FRESH HELL: Losing your student ID

Being a student sucks sometimes. Crazy stress, daily intellectual calisthenics, and intense sleep deprivation are all part of the day-to-day routine. By now, you’re probably used to the stress – you may even enjoy it on some level. Still, many of you, like me, have likely been wishing for a lighter course load since you started learning fractions, or at least for a break from homework that didn’t coincide with getting a summer job.

Luckily, I got such a break this semester. Thanks to some transfer credits, I’ve had a light course load, which I thought would be paradise. I thought I’d have the free time to do everything I wished I had done in past school years. In some ways, the reduced course load was great. But not being a full-time student changed my life in a way I hadn’t anticipated. I lost a part of my identity and I had no idea how to fill the void.

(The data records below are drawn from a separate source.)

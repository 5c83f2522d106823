use chrono::{DateTime, Local};
use std::path::{Path, PathBuf};

#[derive(Debug, Clone)]
pub struct Paths {
    pub base: PathBuf,
}

impl Paths {
    pub fn new() -> Self {
        let base = dirs::home_dir()
            .map(|h| h.join(".campwatch"))
            .unwrap_or_else(|| PathBuf::from(".campwatch"));
        Self { base }
    }

    pub fn with_base(base: PathBuf) -> Self {
        Self { base }
    }

    pub fn config_file(&self) -> PathBuf {
        self.base.join("config.json")
    }

    /// Shared temp directory; screenshots land here unless configured otherwise.
    pub fn default_screenshot_dir() -> PathBuf {
        std::env::temp_dir()
    }

    /// Throwaway Chrome profile for a single probe.
    pub fn browser_profile_dir(id: &str) -> PathBuf {
        std::env::temp_dir().join(format!("campwatch-profile-{}", id))
    }

    pub fn screenshot_file(dir: &Path, at: DateTime<Local>) -> PathBuf {
        dir.join(format!("campwatch-{}.png", at.format("%Y%m%d-%H%M%S")))
    }
}

impl Default for Paths {
    fn default() -> Self {
        Self::new()
    }
}
//! Site cards scraped from captured HTML.
//!
//! The provider's markup is not ours and changes without notice, so every
//! selector here is a guess. Card selectors are tried in order and the first
//! one that yields named cards wins.

use campwatch_core::{SiteOrigin, SiteRecord};
use once_cell::sync::Lazy;
use scraper::{ElementRef, Html, Selector};

use super::{Evidence, EvidenceSource, PageEvidence};

const CARD_SELECTORS: &[&str] = &[
    r#"[data-testid*="site-card" i]"#,
    r#"[class*="site-card" i]"#,
    r#"[class*="sitecard" i]"#,
    r#"[class*="campsite" i]"#,
    r#"[class*="unit-card" i]"#,
    r#"[class*="result-card" i]"#,
    r#"[class*="search-result" i]"#,
    r#"[data-site-id]"#,
];

const NAME_SELECTORS: &[&str] = &[
    r#"[class*="name" i]"#,
    r#"[class*="title" i]"#,
    "h2",
    "h3",
    "h4",
];

const PRICE_SELECTORS: &[&str] = &[r#"[class*="price" i]"#, r#"[class*="rate" i]"#];

const DETAIL_SELECTORS: &[&str] = &[
    r#"[class*="detail" i]"#,
    r#"[class*="description" i]"#,
    r#"[class*="amenit" i]"#,
];

const AVAILABILITY_SELECTORS: &[&str] = &[r#"[class*="avail" i]"#, r#"[class*="status" i]"#];

fn compile(list: &[&str]) -> Vec<Selector> {
    // Unparsable selectors are skipped rather than failing the probe.
    list.iter().filter_map(|s| Selector::parse(s).ok()).collect()
}

static CARDS: Lazy<Vec<Selector>> = Lazy::new(|| compile(CARD_SELECTORS));
static NAMES: Lazy<Vec<Selector>> = Lazy::new(|| compile(NAME_SELECTORS));
static PRICES: Lazy<Vec<Selector>> = Lazy::new(|| compile(PRICE_SELECTORS));
static DETAILS: Lazy<Vec<Selector>> = Lazy::new(|| compile(DETAIL_SELECTORS));
static AVAILABILITY: Lazy<Vec<Selector>> = Lazy::new(|| compile(AVAILABILITY_SELECTORS));

fn element_text(el: ElementRef<'_>) -> String {
    el.text()
        .flat_map(|t| t.split_whitespace())
        .collect::<Vec<_>>()
        .join(" ")
}

fn first_text(card: ElementRef<'_>, selectors: &[Selector]) -> Option<String> {
    selectors.iter().find_map(|sel| {
        card.select(sel)
            .map(element_text)
            .find(|t| !t.is_empty())
    })
}

fn parse_card(card: ElementRef<'_>) -> Option<SiteRecord> {
    let name = first_text(card, &NAMES)?;
    Some(SiteRecord {
        name,
        price: first_text(card, &PRICES),
        details: first_text(card, &DETAILS),
        availability: first_text(card, &AVAILABILITY),
    })
}

pub fn scrape_site_cards(html: &str) -> Vec<SiteRecord> {
    if html.is_empty() {
        return Vec::new();
    }
    let doc = Html::parse_document(html);
    for selector in CARDS.iter() {
        let mut records: Vec<SiteRecord> = Vec::new();
        for card in doc.select(selector) {
            if let Some(record) = parse_card(card) {
                if !records.contains(&record) {
                    records.push(record);
                }
            }
        }
        if !records.is_empty() {
            return records;
        }
    }
    Vec::new()
}

pub struct SiteCards;

impl EvidenceSource for SiteCards {
    fn name(&self) -> &'static str {
        "site-cards"
    }

    fn collect(&self, page: &PageEvidence) -> Vec<Evidence> {
        let records = scrape_site_cards(&page.html);
        if records.is_empty() {
            Vec::new()
        } else {
            vec![Evidence::Sites {
                origin: SiteOrigin::Dom,
                records,
            }]
        }
    }
}
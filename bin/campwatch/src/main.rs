mod commands;

use chrono::NaiveDate;
use clap::{Args, Parser, Subcommand};
use std::path::PathBuf;
use tracing_subscriber::{fmt, prelude::*, EnvFilter};

const LONG_ABOUT: &str = "\
Watches a campground booking page for open sites.

Each check launches a fresh browser, loads the booking page with the stay
dates in the query string, applies the RV filters by matching visible control
text, waits for results, then reads the \"N sites available\" line.

The query parameter names (checkin, checkout, adults) and the filter matching
depend on the booking provider's current markup. When the provider changes
its page, checks report zero until those conventions are updated.";

#[derive(Parser)]
#[command(name = "campwatch")]
#[command(about = "Campsite availability monitor", long_about = LONG_ABOUT)]
#[command(version)]
#[command(subcommand_negates_reqs = true)]
struct Cli {
    #[command(subcommand)]
    command: Option<Commands>,

    #[command(flatten)]
    watch: WatchArgs,

    /// Config file (default: ~/.campwatch/config.json)
    #[arg(long, global = true)]
    config: Option<PathBuf>,

    /// Enable verbose logging
    #[arg(short, long, global = true)]
    verbose: bool,
}

#[derive(Subcommand)]
enum Commands {
    /// Run environment diagnostics
    Doctor,
}

#[derive(Args, Debug, Clone, Default)]
pub struct WatchArgs {
    /// Arrival date (YYYY-MM-DD)
    #[arg(long, required = true)]
    pub check_in: Option<NaiveDate>,

    /// Departure date (YYYY-MM-DD)
    #[arg(long, required = true)]
    pub check_out: Option<NaiveDate>,

    /// "Way to Stay" option to select, e.g. "Travel Trailer"
    #[arg(long)]
    pub rv_type: Option<String>,

    /// RV length in feet
    #[arg(long)]
    pub rv_length: Option<u32>,

    /// Number of guests
    #[arg(long, default_value_t = 2)]
    pub guests: u32,

    /// Keep checking until interrupted
    #[arg(long = "loop")]
    pub watch_loop: bool,

    /// Minutes between checks (overrides config watch.intervalMinutes)
    #[arg(long)]
    pub interval: Option<u64>,

    /// Desktop notification and bell when sites are found
    #[arg(long)]
    pub notify: bool,

    /// Run the browser without a window
    #[arg(long)]
    pub headless: bool,

    /// Booking page URL (overrides config probe.bookingUrl)
    #[arg(long)]
    pub url: Option<String>,

    /// Also scrape site cards and availability API responses
    #[arg(long)]
    pub deep: bool,

    /// Seconds to wait for results after filtering
    #[arg(long)]
    pub results_wait: Option<u64>,
}

/// `RUST_LOG` wins when set; otherwise `-v` selects debug.
fn log_directive(verbose: bool, rust_log: Option<String>) -> String {
    match rust_log.filter(|s| !s.trim().is_empty()) {
        Some(directive) => directive,
        None if verbose => "debug".to_string(),
        None => "info".to_string(),
    }
}

#[tokio::main]
async fn main() -> anyhow::Result<()> {
    let cli = Cli::parse();

    let directive = log_directive(cli.verbose, std::env::var("RUST_LOG").ok());
    let filter = EnvFilter::try_new(&directive).unwrap_or_else(|_| EnvFilter::new("info"));

    tracing_subscriber::registry()
        .with(fmt::layer())
        .with(filter)
        .init();

    match cli.command {
        Some(Commands::Doctor) => {
            commands::doctor::run(cli.config.as_deref()).await?;
        }
        None => {
            commands::watch::run(cli.watch, cli.config.as_deref()).await?;
        }
    }

    Ok(())
}

#[cfg(test)]
mod tests {
    use super::*;
    use clap::CommandFactory;

    #[test]
    fn test_cli_definition() {
        Cli::command().debug_assert();
    }

    #[test]
    fn test_parse_watch_flags() {
        let cli = Cli::try_parse_from([
            "campwatch",
            "--check-in",
            "2026-03-13",
            "--check-out",
            "2026-03-14",
            "--rv-type",
            "Travel Trailer",
            "--rv-length",
            "25",
            "--loop",
            "--interval",
            "10",
            "--notify",
        ])
        .unwrap();
        assert!(cli.command.is_none());
        let w = cli.watch;
        assert_eq!(w.check_in, NaiveDate::from_ymd_opt(2026, 3, 13));
        assert_eq!(w.rv_type.as_deref(), Some("Travel Trailer"));
        assert_eq!(w.rv_length, Some(25));
        assert_eq!(w.guests, 2);
        assert!(w.watch_loop && w.notify && !w.headless);
        assert_eq!(w.interval, Some(10));
    }

    #[test]
    fn test_dates_required_without_subcommand() {
        assert!(Cli::try_parse_from(["campwatch", "--check-in", "2026-03-13"]).is_err());
        assert!(Cli::try_parse_from(["campwatch", "--check-in", "13/03/2026", "--check-out", "2026-03-14"]).is_err());
    }

    #[test]
    fn test_log_directive() {
        assert_eq!(log_directive(false, None), "info");
        assert_eq!(log_directive(true, None), "debug");
        assert_eq!(log_directive(true, Some("campwatch_probe=trace".into())), "campwatch_probe=trace");
        assert_eq!(log_directive(false, Some("  ".into())), "info");
    }

    #[test]
    fn test_doctor_needs_no_dates() {
        let cli = Cli::try_parse_from(["campwatch", "doctor"]).unwrap();
        assert!(matches!(cli.command, Some(Commands::Doctor)));
    }
}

Chances are that this will happen to you in a few months (or a few years). You’ll enter the real world where, at least for a little while, you’ll work during the day and come home at night to watch TV and make dinner. (Or, you’ll move back in with your parents and experience a weird Twilight Zone version of high school.) It’ll be disconcerting, but a bit of aimlessness and confusion is warranted after 17 years of tightly regimented time.

Even if you have great plans for post-grad, organizing your life is difficult when you can no longer claim that you’re a student. Outside of school, no one forces you to think. I underestimated the power of an intellectual environment to make me want to read and engage with ideas that were not my own. Most people’s minds are occupied with their finances, their relationships, and their health. There isn’t a lot of room for McLuhan if you’re barely making ends meet, or if you’re focussed on becoming a CEO. The masses aren’t forced to think, because it doesn’t necessarily benefit them to do so. This is probably why the Twilight movies grossed more than just the combined allowances of all 11-year-old girls.

Not having to think about complicated ideas made me question the mundane with the alarming frequency of a Jewish grandmother. Things like whether buying organic dryer sheets was necessary, and whether it reflected on my character that I part my hair on the right. These inane questions were an attempt to fill the gaps in my self-conception. I am now the kind of person who buys organic dryer sheets. This articulation of values (however small) is the valuable product of less stress and more free time. It isn’t revelatory, but it’s an easy way to start rebuilding your identity.

Many people use their jobs to fill this identity gap, and for people in careers they enjoy, this seems logical. I am a doctor or I am a welder are very similar to I am a student. By this logic, the identities of people in jobs they dislike must be incredibly volatile, abjectly negative, or defined entirely by another aspect of their personality. I only worked 20 hours a week and was surprised by how soon and how frequently all three of those descriptions applied to my perception of my identity.

Obviously, there are preexisting parts of identity that remain once studenthood is gone – your ethnicity, your religious beliefs, even your sports affiliations probably won’t change once you leave school. But your identity will be scrambled. After over a decade of rigorously scheduled time in an intensely intellectual environment, the relatively free time of the real world is dumbfounding. On the upside, though, you’ll be able to address questions you may have neglected in the past (whether you buy organic or non-organic dryer sheets, for example), and it’s my optimistic suggestion that this leads to a happier and more cogent selfhood.